Un’esperienza sensoriale, prima che cognitiva e narrativa che rende evidente è tangibile la dimensione corporea del trauma, è come essa affligge coloro che sopravvivono ai traumi gravi. Molti dei sopravvissuti a gravi traumi come quello della guerra sviluppano un disturbo post traumatico da stress, caratterizzato in particolare
dall’incapacità di integrare l’esperienza traumatica con la visione integrata di sé e del mondo. I soggetti con DPTS rimangono, dunque, incastrati nel ricordo terrifico incapaci di concentrarsi sul presente. Il disturbo è caratterizzato dalla continua intrusione nella coscienza di ricordi dolorosi a cui segue una forte attivazione fisiologica con relativi tentativi di impedire il riaffiorare dei ricordi attraverso strategie di evitamento attivo e passivo. Questo schema di intrusione ed evitamento porta ad un progressivo peggioramento dei sintomi e delle disabilità nel periodo che segue l’esposizione al trauma. una serie di sintomi che possono far seguito ad un’ esperienza traumatica.
La riesperienza intrusiva. I ricordi dell’ evento traumatico possono essere altamente intrusivi, ripetitivi, sempre uguali e possono esprimersi in forma di flashback, incubi, riattualizzazioni interpersonali, sensazioni somatiche, stati affettivi e/o temi di vita pervasivi (van der Kolk et al. , 2004). La “riesperienza“ non avviene sempre in uno stato di piena conoscenza, ma può manifestarsi a vari livelli di coscienza: a) in condizioni di totale mancanza di conoscenza; b) in stati di fuga quando i rivissuti avvengono in uno stato di coscienza alterata; c) essere sotto forma di frammenti di percezione monolitici e separati che irrompono nella coscienza” (van der Kolk, 2004); d) in fenomeni di transfert in cui l’ eredità traumatica viene rivissuta come destino ineluttabile e) nell’ espressione parziale ed esitante dell’esperienza come narrazione insopportabile (van der Kolk et al. , 2004).

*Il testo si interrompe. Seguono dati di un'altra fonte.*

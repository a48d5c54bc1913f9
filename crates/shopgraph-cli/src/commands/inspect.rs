use anyhow::{Context, Result};
use shopgraph_config::ShopgraphConfig;
use shopgraph_query::QueryCompiler;
use std::collections::HashMap;
use tracing::info;

use crate::cli::InspectArgs;
use crate::output::{format_query, OutputFormat};

pub fn execute(config: &ShopgraphConfig, args: InspectArgs, format: OutputFormat) -> Result<String> {
    // Later occurrences of a repeated key win
    let params: HashMap<String, String> = args.params.into_iter().collect();
    info!(label = %args.label, params = params.len(), "Compiling inspect query");

    let compiler = QueryCompiler::new(config.paging);
    let query = compiler
        .inspect(&args.label, &params)
        .with_context(|| format!("Cannot inspect '{}'", args.label))?;
    format_query(&query, format)
}
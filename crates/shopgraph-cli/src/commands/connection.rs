use anyhow::Result;
use shopgraph_config::ShopgraphConfig;

use crate::output::{format_connection, OutputFormat};

pub fn execute(config: &ShopgraphConfig, format: OutputFormat) -> Result<String> {
    format_connection(&config.neo4j, format)
}
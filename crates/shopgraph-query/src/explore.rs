//! Explore-mode clause planning.
//!
//! Emission order is fixed by the schema's relationship table, never by the
//! order filters arrive in, so identical filter sets always yield identical
//! plans:
//!
//! 1. virtual `Keyword` node (keyword present)
//! 2. mandatory `Product` match
//! 3. `product_name CONTAINS` predicate (keyword present)
//! 4. every relationship whose activation holds, in table order

use tracing::debug;

use crate::normalize::NormalizedRequest;
use crate::plan::{
    ClausePlan, ClausePlanBuilder, ContainsPredicate, Literal, MatchKind, NodeClause,
    RelationshipClause,
};
use crate::schema::{NodeLabel, SchemaGraph};

/// Root label of every explore query
pub const ROOT_LABEL: NodeLabel = NodeLabel::Product;

/// Product property searched by the keyword
pub const SEARCH_PROPERTY: &str = "product_name";

/// Property carried by the virtual keyword node
pub const KEYWORD_PROPERTY: &str = "keyword";

/// Derives the explore clause plan from a normalized request.
#[derive(Debug, Clone, Copy)]
pub struct ClausePlanner<'s> {
    schema: &'s SchemaGraph,
}

impl Default for ClausePlanner<'static> {
    fn default() -> Self {
        Self::new(SchemaGraph::global())
    }
}

impl<'s> ClausePlanner<'s> {
    pub fn new(schema: &'s SchemaGraph) -> Self {
        Self { schema }
    }

    pub fn plan(&self, request: &NormalizedRequest) -> ClausePlan {
        let mut builder = ClausePlanBuilder::new();

        if let Some(keyword) = &request.keyword {
            builder = builder.node(NodeClause {
                label: NodeLabel::Keyword,
                kind: MatchKind::Virtual,
                properties: vec![(KEYWORD_PROPERTY, Literal::String(keyword.clone()))],
            });
        }

        builder = builder.node(NodeClause {
            label: ROOT_LABEL,
            kind: MatchKind::Mandatory,
            properties: Vec::new(),
        });

        if let Some(keyword) = &request.keyword {
            builder = builder.contains(ContainsPredicate {
                label: ROOT_LABEL,
                property: SEARCH_PROPERTY,
                needle: Literal::String(keyword.clone()),
            });
        }

        for rel in self.schema.relationships() {
            if rel.activation.is_active(&request.present) {
                debug!(relationship = rel.name, alias = rel.alias, "Activating clause");
                builder = builder.relationship(RelationshipClause::from_def(rel, MatchKind::Optional));
            }
        }

        builder.build()
    }
}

Iper-reattività autonoma. Le risposte fisiologiche nelle persone affette dal PTSD sono condizionate a reagire agli stimoli evocatori del trauma con la reattività autonoma dell’ emergenza mettendo in allerta l’organismo. Ma proprio questa facile attivazione rende i soggetti incapaci di fidarsi delle loro sensazioni per prepararsi in maniera adeguata. L’aumento della stimolazione autonoma, che può essere suscitato da uno stimolo attivante ma anche solo dell’ ansia stessa, interferisce non solo con il benessere psicologico ma può anche scatenare reazioni inadeguate alle necessità.
Ottundimento della sensibilità. I soggetti traumatizzati sembrano impiegare le loro energie per evitare le sensazioni interne che provocano stress o a controllare le proprie emozioni. In questo modo tendono ad affrontare l’ ambiente con ritiro emotivo ovvero con ottundimento emotivo (in forma di depressione, anedonia, mancanza di motivazione, reazioni psicosomatiche, stati dissociativi). Reazioni emotive intense. I soggetti traumatizzati perdono la capacità di regolare gli affetti. La risposta affettiva è immediata, senza che il soggetto possa comprendere la cosa che lo turba. I soggetti provano intense sensazioni di paura, ansia, rabbia e panico, anche di fronte a stimoli di lieve entità. Il paziente, di conseguenza, ha una reazione eccessiva oppure, per evitare ciò, si chiude completamente e/o si isola. Sia bambini che adulti che soffrono di questa iperreattività, facilmente sviluppano un disturbo del sonno e/o difficoltà di concentrazione.
Nolan, grazie ad una costruzione di un racconto esperienziale, prima che narrativo, fatto di esperienze somatosensoriali, riesce a indurre nello spettatore le stesse emozioni e reazioni di chi si trova a sperimentare un grave trauma. Un trauma, che grazie alla narrazione può essere inserito nella trama della nostra storia, individuale oltre che collettiva, e forse permetterci di apprendere qualcosa dall’esperienza.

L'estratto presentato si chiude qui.